Career counsel

Reading Jason’s post on 8 things to craft your career and john’s on “can you tell me what your job is in 3 seconds” caused me to reflect back on some lessons I learned early in my career.

A very smart colleague at Booz-Allen gave me two simple rules to help me in guiding my career:

* Work on a business that is critical to the enterprise in which you work. Read the annual report of your company — does it talk about your business a lot, does it care about your business, does your business contribute a substantial profit to the enterprise? If so, the company will invest in and protect the business, and you will personally get support and challenges. If on the other hand the company doesn’t really care about your business — then you will be under-resourced, under-supported, and you may very well find your business shut down or sold some day.
* You can either make things, or sell things. These are the two sources of enduring value in a business. And I am using a broad definition of “make” — i mean you have to be involved in creating the core value of the business — whether that be making products or providing a service. These are the functions that have to happen no matter what in a business. Every other function is subject to the vagaries of internal politics, bureaucracy, cost-cutting pressures, and other unpredictable forces — and thus is it hard to control your career path.
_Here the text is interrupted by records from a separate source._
//! Per-file heatmaps with skip-compressed source listings.
//!
//! Line events fold into two per-file maps (line to cumulative time,
//! line to execution count). The source listing that accompanies them
//! is bounded with a skip map: for large files, runs of unexecuted
//! lines collapse into `["skip", n]` markers so a heatmap payload
//! never grows with the size of cold code.
//!
//! Skip map coordinates are 1-based line numbers; `(start, length)`
//! means "after line `start`, `length` lines are omitted".

use crate::aggregator::assembler::Aggregator;
use crate::aggregator::round_decimals;
use crate::probe::{LineEvent, LineSource, ProfileTarget, TargetRunner};
use crate::report::{FileHeatmap, HeatmapReport, SourceLine};
use crate::utils::config::{MIN_LINES_FOR_SKIPS, MIN_SKIP_RUN};
use crate::utils::error::TargetError;
use log::debug;
use serde_json::Value;
use std::collections::{BTreeMap, BTreeSet};
use std::fs;

/// **Public** - Computes the skip map for one source file.
///
/// Walks the hit lines in ascending order and records every gap
/// longer than `min_skip_region`, including the tail between the last
/// hit line and the end of the file. Files shorter than
/// `min_file_size` lines are never compressed.
///
/// # Arguments
/// * `hit_lines` - 1-based numbers of the lines that executed
/// * `total_lines` - Number of lines in the file
/// * `min_skip_region` - Smallest gap worth collapsing
/// * `min_file_size` - Smallest file worth compressing
///
/// # Returns
/// `(start, length)` pairs in ascending start order
pub fn compute_skip_map(
    hit_lines: &BTreeSet<u32>,
    total_lines: u32,
    min_skip_region: u32,
    min_file_size: u32,
) -> Vec<(u32, u32)> {
    if total_lines < min_file_size {
        return Vec::new();
    }

    // The end of the file acts as one more boundary, so the trailing
    // gap falls out of the same rule as the interior ones.
    let mut skips = Vec::new();
    let mut prev = 0u32;
    for &line in hit_lines.iter().chain(std::iter::once(&total_lines)) {
        let gap = line.saturating_sub(prev).saturating_sub(1);
        if gap > min_skip_region {
            skips.push((prev, gap));
        }
        prev = line;
    }
    skips
}

/// **Public** - Expands source lines through a skip map into the
/// tagged listing a report carries.
///
/// Each element is either a `["line", number, text]` entry with its
/// original 1-based number or a `["skip", count]` marker. Two skip
/// markers never end up adjacent: a region that emits no lines merges
/// into the marker before it.
pub fn apply_skip_map(source_lines: &[String], skip_map: &[(u32, u32)]) -> Vec<SourceLine> {
    let mut tagged = Vec::new();
    let mut cursor = 0usize;

    for &(start, length) in skip_map {
        let upto = (start as usize).min(source_lines.len());
        while cursor < upto {
            tagged.push(SourceLine::Line {
                number: cursor as u32 + 1,
                text: source_lines[cursor].clone(),
            });
            cursor += 1;
        }
        match tagged.last_mut() {
            Some(SourceLine::Skip { count }) => *count += length,
            _ => tagged.push(SourceLine::Skip { count: length }),
        }
        cursor = start as usize + length as usize;
    }

    for index in cursor..source_lines.len() {
        tagged.push(SourceLine::Line {
            number: index as u32 + 1,
            text: source_lines[index].clone(),
        });
    }
    tagged
}

/// **Public** - Folds line events into one heatmap per source file.
///
/// Files are read from disk to attach their listing; a file that
/// cannot be read is dropped from the result rather than failing the
/// whole report. Heatmaps come out sorted by file name.
pub fn build_file_heatmaps(
    events: &[LineEvent],
    min_skip_region: u32,
    min_file_size: u32,
) -> Vec<FileHeatmap> {
    let mut per_file: BTreeMap<&str, (BTreeMap<u32, f64>, BTreeMap<u32, u64>)> = BTreeMap::new();
    for event in events {
        let (times, counts) = per_file.entry(event.file.as_str()).or_default();
        *times.entry(event.line).or_insert(0.0) += event.seconds;
        *counts.entry(event.line).or_insert(0) += 1;
    }

    let mut heatmaps = Vec::new();
    for (file, (heatmap, execution_count)) in per_file {
        let source = match fs::read_to_string(file) {
            Ok(text) => text,
            Err(err) => {
                debug!("Skipping unreadable source {}: {}", file, err);
                continue;
            }
        };
        let source_lines: Vec<String> = source.split('\n').map(str::to_string).collect();
        let total_lines = source_lines.len() as u32;

        let hit_lines: BTreeSet<u32> = heatmap.keys().copied().collect();
        let skip_map = compute_skip_map(&hit_lines, total_lines, min_skip_region, min_file_size);
        let src_code = apply_skip_map(&source_lines, &skip_map);
        let run_time = round_decimals(heatmap.values().sum::<f64>(), 6);

        heatmaps.push(FileHeatmap {
            name: file.to_string(),
            heatmap,
            execution_count,
            src_code,
            run_time,
        });
    }

    debug!("Built {} file heatmap(s)", heatmaps.len());
    heatmaps
}

/// Aggregator for mode `h`: runs the target under a line tracer and
/// reports per-file heatmaps.
pub struct HeatmapAggregator<L, R> {
    source: L,
    runner: R,
    target: ProfileTarget,
}

impl<L: LineSource, R: TargetRunner> HeatmapAggregator<L, R> {
    pub fn new(source: L, runner: R, target: ProfileTarget) -> Self {
        Self {
            source,
            runner,
            target,
        }
    }
}

impl<L: LineSource, R: TargetRunner> Aggregator for HeatmapAggregator<L, R> {
    fn name(&self) -> &'static str {
        "HeatmapAggregator"
    }

    fn run(&mut self) -> Result<Value, TargetError> {
        self.source.start()?;
        let run_result = self.runner.run(&self.target);
        let events = self.source.stop()?;
        run_result?;

        let heatmaps = build_file_heatmaps(&events, MIN_SKIP_RUN, MIN_LINES_FOR_SKIPS);
        let run_time = round_decimals(events.iter().map(|event| event.seconds).sum(), 6);

        let payload = HeatmapReport {
            object_name: self.target.display_name(),
            run_time,
            heatmaps,
        };
        Ok(serde_json::to_value(payload)?)
    }
}
//! Serve command implementation.
//!
//! The serve command:
//! 1. Loads a persisted report, when one is given
//! 2. Starts the stats server on the configured host and port
//!
//! The server then runs until the process is stopped. Starting with
//! no report is valid: the server holds an empty report and fills up
//! through submissions.

use crate::report::{load_report, Report};
use crate::server::{serve, AssetDir, ServerState};
use crate::utils::config::{DEFAULT_HOST, DEFAULT_PORT};
use anyhow::{Context, Result};
use log::info;
use std::path::PathBuf;
use std::sync::Arc;

/// Arguments for the serve command
///
/// **Public** - used by main.rs to construct from CLI args
#[derive(Debug, Clone)]
pub struct ServeArgs {
    /// Persisted report to serve, if any
    pub input: Option<PathBuf>,

    /// Host to bind
    pub host: String,

    /// Port to listen on
    pub port: u16,

    /// Directory the visualization assets are served from
    pub assets: PathBuf,
}

impl Default for ServeArgs {
    fn default() -> Self {
        Self {
            input: None,
            host: DEFAULT_HOST.to_string(),
            port: DEFAULT_PORT,
            assets: PathBuf::from("frontend"),
        }
    }
}

/// Execute the serve command
///
/// **Public** - main entry point called from main.rs
///
/// # Arguments
/// * `args` - Serve command arguments
///
/// # Returns
/// Only returns on failure; a healthy server runs until the process
/// is stopped
///
/// # Errors
/// * Unreadable or version-mismatched report files
/// * Bind failures on the configured host and port
pub fn execute_serve(args: ServeArgs) -> Result<()> {
    if args.host.is_empty() {
        anyhow::bail!("Host cannot be empty");
    }

    // Step 1: Prepare the report
    info!("Step 1/2: Preparing report...");
    let report = match &args.input {
        Some(path) => {
            let report = load_report(path)
                .with_context(|| format!("Failed to load report {}", path.display()))?;
            info!("Loaded report with {} mode(s)", report.len());
            report
        }
        None => {
            info!("No report file given, starting empty");
            Report::new()
        }
    };

    let state = Arc::new(ServerState::new(report, AssetDir::new(&args.assets)));

    // Step 2: Run the server
    info!("Step 2/2: Starting stats server...");
    let runtime = tokio::runtime::Runtime::new().context("Failed to start async runtime")?;
    runtime
        .block_on(serve(&args.host, args.port, state))
        .context("Stats server failed")?;

    Ok(())
}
Following these rules always presented me with opportunities, challenges, responsibilities, and chances for career mobility. A whole separate discussion can be had about whether you want an aggressively upwardly mobile career-building job at all points in your life — you probably don’t — but if you do, these are reasonable simple guidelines.

2 Replies to “Career counsel”

  1. Great blog. A first time visit thanks to a posting at Scobleizer.

    A word of caution “You can either make things, or sell things”. Much comes down to the definition of “make”. Whilst this is a good rule of thumb, as all such opposible digits, it doesn’t always hold. Businesses who successfully separate the (usually) very high value intellectual property creation/product development part of the make equation, may outsource the rest of the ‘make it’ function. Not all bad news if that is the case- you might keep your job, but the employer has changed. Stuff still needs to be made and services delivered.

  2. yes, you need a broad definition of make. completely agree. “Make” really means “Create the core value of the business” which could mean actual physical production, but might mean service delivery or IP creation.